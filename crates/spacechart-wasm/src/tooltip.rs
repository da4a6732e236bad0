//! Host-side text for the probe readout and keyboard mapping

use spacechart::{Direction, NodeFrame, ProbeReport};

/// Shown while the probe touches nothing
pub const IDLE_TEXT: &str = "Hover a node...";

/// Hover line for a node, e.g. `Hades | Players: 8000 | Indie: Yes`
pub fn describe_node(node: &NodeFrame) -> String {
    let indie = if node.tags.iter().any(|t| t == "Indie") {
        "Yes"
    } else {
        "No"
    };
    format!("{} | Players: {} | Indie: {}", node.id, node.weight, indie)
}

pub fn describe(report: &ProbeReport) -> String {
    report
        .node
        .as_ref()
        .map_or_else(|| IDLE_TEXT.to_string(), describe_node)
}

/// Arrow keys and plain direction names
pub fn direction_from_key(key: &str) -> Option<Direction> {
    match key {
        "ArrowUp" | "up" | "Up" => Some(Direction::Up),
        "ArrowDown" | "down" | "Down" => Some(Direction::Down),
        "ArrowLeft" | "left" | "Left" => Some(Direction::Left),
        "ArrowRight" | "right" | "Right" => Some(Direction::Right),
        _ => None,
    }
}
====
- Task requirements
Tally how many lines in the material above hold the word "ProbeReport". Write only that number.

- Answer section
2